- Problem to work on
Would you please write out every record exactly?

- Provided data
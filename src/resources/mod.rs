/*!
 * Resource Table
 * Exclusive ownership tracking with FIFO wait queues per resource
 */

use crate::core::types::{Pid, ResourceId, DEFAULT_RESOURCES};
use log::{info, warn};
use serde::{Deserialize, Serialize};
use std::collections::{BTreeMap, VecDeque};

/// Outcome of a `try_acquire`
#[derive(Debug, Clone, Copy, PartialEq, Eq, Serialize, Deserialize)]
#[serde(rename_all = "snake_case")]
pub enum Acquisition {
    /// Ownership assigned to the requester
    Granted,
    /// Requester already owned the resource; idempotent no-op
    AlreadyHeld,
    /// Resource taken; requester appended to the FIFO wait queue
    Enqueued,
}

/// Ownership and wait-queue state for a fixed universe of resources.
///
/// The table is the single source of truth for holdings; per-process held
/// sets are derived views over it. Invariants: at most one owner per
/// resource, a pid queues on at most one resource, and an unowned resource
/// always has an empty queue.
#[derive(Debug, Clone)]
pub struct ResourceTable {
    owners: BTreeMap<ResourceId, Pid>,
    waiters: BTreeMap<ResourceId, VecDeque<Pid>>,
    count: u32,
}

impl ResourceTable {
    #[must_use]
    pub fn new(count: u32) -> Self {
        Self {
            owners: BTreeMap::new(),
            waiters: BTreeMap::new(),
            count,
        }
    }

    /// True when `resource` belongs to the declared pool
    #[inline]
    #[must_use]
    pub fn contains(&self, resource: ResourceId) -> bool {
        resource < self.count
    }

    #[inline]
    #[must_use]
    pub fn resource_count(&self) -> u32 {
        self.count
    }

    #[inline]
    #[must_use]
    pub fn owner(&self, resource: ResourceId) -> Option<Pid> {
        self.owners.get(&resource).copied()
    }

    /// Resources currently owned by `pid`, in ascending id order
    #[must_use]
    pub fn holdings(&self, pid: Pid) -> Vec<ResourceId> {
        self.owners
            .iter()
            .filter(|(_, &owner)| owner == pid)
            .map(|(&resource, _)| resource)
            .collect()
    }

    /// Wait queues `pid` currently sits in (the invariant allows at most one)
    #[must_use]
    pub fn queued_on(&self, pid: Pid) -> Vec<ResourceId> {
        self.waiters
            .iter()
            .filter(|(_, queue)| queue.contains(&pid))
            .map(|(&resource, _)| resource)
            .collect()
    }

    #[must_use]
    pub fn waiter_count(&self, resource: ResourceId) -> usize {
        self.waiters.get(&resource).map_or(0, VecDeque::len)
    }

    /// All (resource, owner) pairs, ascending by resource id
    pub fn owned(&self) -> impl Iterator<Item = (ResourceId, Pid)> + '_ {
        self.owners.iter().map(|(&resource, &pid)| (resource, pid))
    }

    /// Acquire `resource` for `pid`, or park `pid` on its FIFO wait queue.
    ///
    /// Re-requesting a held resource and re-requesting while already queued
    /// are both idempotent. Callers must validate the id via [`contains`]
    /// first.
    ///
    /// [`contains`]: Self::contains
    pub fn try_acquire(&mut self, resource: ResourceId, pid: Pid) -> Acquisition {
        debug_assert!(self.contains(resource), "undeclared resource R{resource}");
        match self.owners.get(&resource) {
            None => {
                self.owners.insert(resource, pid);
                info!("R{resource} allocated to process {pid}");
                Acquisition::Granted
            }
            Some(&owner) if owner == pid => Acquisition::AlreadyHeld,
            Some(_) => {
                let queue = self.waiters.entry(resource).or_default();
                if !queue.contains(&pid) {
                    queue.push_back(pid);
                }
                Acquisition::Enqueued
            }
        }
    }

    /// Release every resource owned by `pid`, handing each freed resource to
    /// the head of its wait queue. Returns `(resource, newly_granted)` pairs
    /// in ascending resource order so the engine can unblock the recipients.
    pub fn release_all(&mut self, pid: Pid) -> Vec<(ResourceId, Option<Pid>)> {
        let held = self.holdings(pid);
        let mut released = Vec::with_capacity(held.len());
        for resource in held {
            self.owners.remove(&resource);
            let granted = self.grant_to_head(resource);
            info!("process {pid} released R{resource}");
            released.push((resource, granted));
        }
        released
    }

    /// Unconditionally strip ownership of `resource`, granting it to the
    /// queue head if one exists. Returns `(former_owner, newly_granted)`, or
    /// `None` when the resource was not owned.
    pub fn force_release(&mut self, resource: ResourceId) -> Option<(Pid, Option<Pid>)> {
        let former = self.owners.remove(&resource)?;
        let granted = self.grant_to_head(resource);
        warn!("R{resource} force-released from process {former}");
        Some((former, granted))
    }

    /// Strict FIFO: first blocked, first served
    fn grant_to_head(&mut self, resource: ResourceId) -> Option<Pid> {
        let next = self.waiters.get_mut(&resource)?.pop_front()?;
        self.owners.insert(resource, next);
        next.into()
    }
}

impl Default for ResourceTable {
    fn default() -> Self {
        Self::new(DEFAULT_RESOURCES)
    }
}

- Exercise solution
filename src/resources/mod.rs
/*!
 * Resource Table
 * Exclusive ownership tracking with FIFO wait queues per resource
 */

use crate::core::types::{Pid, ResourceId, DEFAULT_RESOURCES};
use log::{info, warn};
use serde::{Deserialize, Serialize};
use std::collections::{BTreeMap, VecDeque};

/// Outcome of a `try_acquire`
#[derive(Debug, Clone, Copy, PartialEq, Eq, Serialize, Deserialize)]
#[serde(rename_all = "snake_case")]
pub enum Acquisition {
    /// Ownership assigned to the requester
    Granted,
    /// Requester already owned the resource; idempotent no-op
    AlreadyHeld,
    /// Resource taken; requester appended to the FIFO wait queue
    Enqueued,
}

/// Ownership and wait-queue state for a fixed universe of resources.
///
/// The table is the single source of truth for holdings; per-process held
/// sets are derived views over it. Invariants: at most one owner per
/// resource, a pid queues on at most one resource, and an unowned resource
/// always has an empty queue.
#[derive(Debug, Clone)]
pub struct ResourceTable {
    owners: BTreeMap<ResourceId, Pid>,
    waiters: BTreeMap<ResourceId, VecDeque<Pid>>,
    count: u32,
}

impl ResourceTable {
    #[must_use]
    pub fn new(count: u32) -> Self {
        Self {
            owners: BTreeMap::new(),
            waiters: BTreeMap::new(),
            count,
        }
    }

    /// True when `resource` belongs to the declared pool
    #[inline]
    #[must_use]
    pub fn contains(&self, resource: ResourceId) -> bool {
        resource < self.count
    }

    #[inline]
    #[must_use]
    pub fn resource_count(&self) -> u32 {
        self.count
    }

    #[inline]
    #[must_use]
    pub fn owner(&self, resource: ResourceId) -> Option<Pid> {
        self.owners.get(&resource).copied()
    }

    /// Resources currently owned by `pid`, in ascending id order
    #[must_use]
    pub fn holdings(&self, pid: Pid) -> Vec<ResourceId> {
        self.owners
            .iter()
            .filter(|(_, &owner)| owner == pid)
            .map(|(&resource, _)| resource)
            .collect()
    }

    /// Wait queues `pid` currently sits in (the invariant allows at most one)
    #[must_use]
    pub fn queued_on(&self, pid: Pid) -> Vec<ResourceId> {
        self.waiters
            .iter()
            .filter(|(_, queue)| queue.contains(&pid))
            .map(|(&resource, _)| resource)
            .collect()
    }

    #[must_use]
    pub fn waiter_count(&self, resource: ResourceId) -> usize {
        self.waiters.get(&resource).map_or(0, VecDeque::len)
    }

    /// All (resource, owner) pairs, ascending by resource id
    pub fn owned(&self) -> impl Iterator<Item = (ResourceId, Pid)> + '_ {
        self.owners.iter().map(|(&resource, &pid)| (resource, pid))
    }

    /// Acquire `resource` for `pid`, or park `pid` on its FIFO wait queue.
    ///
    /// Re-requesting a held resource and re-requesting while already queued
    /// are both idempotent. Callers must validate the id via [`contains`]
    /// first.
    ///
    /// [`contains`]: Self::contains
    pub fn try_acquire(&mut self, resource: ResourceId, pid: Pid) -> Acquisition {
        debug_assert!(self.contains(resource), "undeclared resource R{resource}");
        match self.owners.get(&resource) {
            None => {
                self.owners.insert(resource, pid);
                info!("R{resource} allocated to process {pid}");
                Acquisition::Granted
            }
            Some(&owner) if owner == pid => Acquisition::AlreadyHeld,
            Some(_) => {
                let queue = self.waiters.entry(resource).or_default();
                if !queue.contains(&pid) {
                    queue.push_back(pid);
                }
                Acquisition::Enqueued
            }
        }
    }

    /// Release every resource owned by `pid`, handing each freed resource to
    /// the head of its wait queue. Returns `(resource, newly_granted)` pairs
    /// in ascending resource order so the engine can unblock the recipients.
    pub fn release_all(&mut self, pid: Pid) -> Vec<(ResourceId, Option<Pid>)> {
        let held = self.holdings(pid);
        let mut released = Vec::with_capacity(held.len());
        for resource in held {
            self.owners.remove(&resource);
            let granted = self.grant_to_head(resource);
            info!("process {pid} released R{resource}");
            released.push((resource, granted));
        }
        released
    }

    /// Unconditionally strip ownership of `resource`, granting it to the
    /// queue head if one exists. Returns `(former_owner, newly_granted)`, or
    /// `None` when the resource was not owned.
    pub fn force_release(&mut self, resource: ResourceId) -> Option<(Pid, Option<Pid>)> {
        let former = self.owners.remove(&resource)?;
        let granted = self.grant_to_head(resource);
        warn!("R{resource} force-released from process {former}");
        Some((former, granted))
    }

    /// Strict FIFO: first blocked, first served
    fn grant_to_head(&mut self, resource: ResourceId) -> Option<Pid> {
        let next = self.waiters.get_mut(&resource)?.pop_front()?;
        self.owners.insert(resource, next);
        next.into()
    }
}

impl Default for ResourceTable {
    fn default() -> Self {
        Self::new(DEFAULT_RESOURCES)
    }
}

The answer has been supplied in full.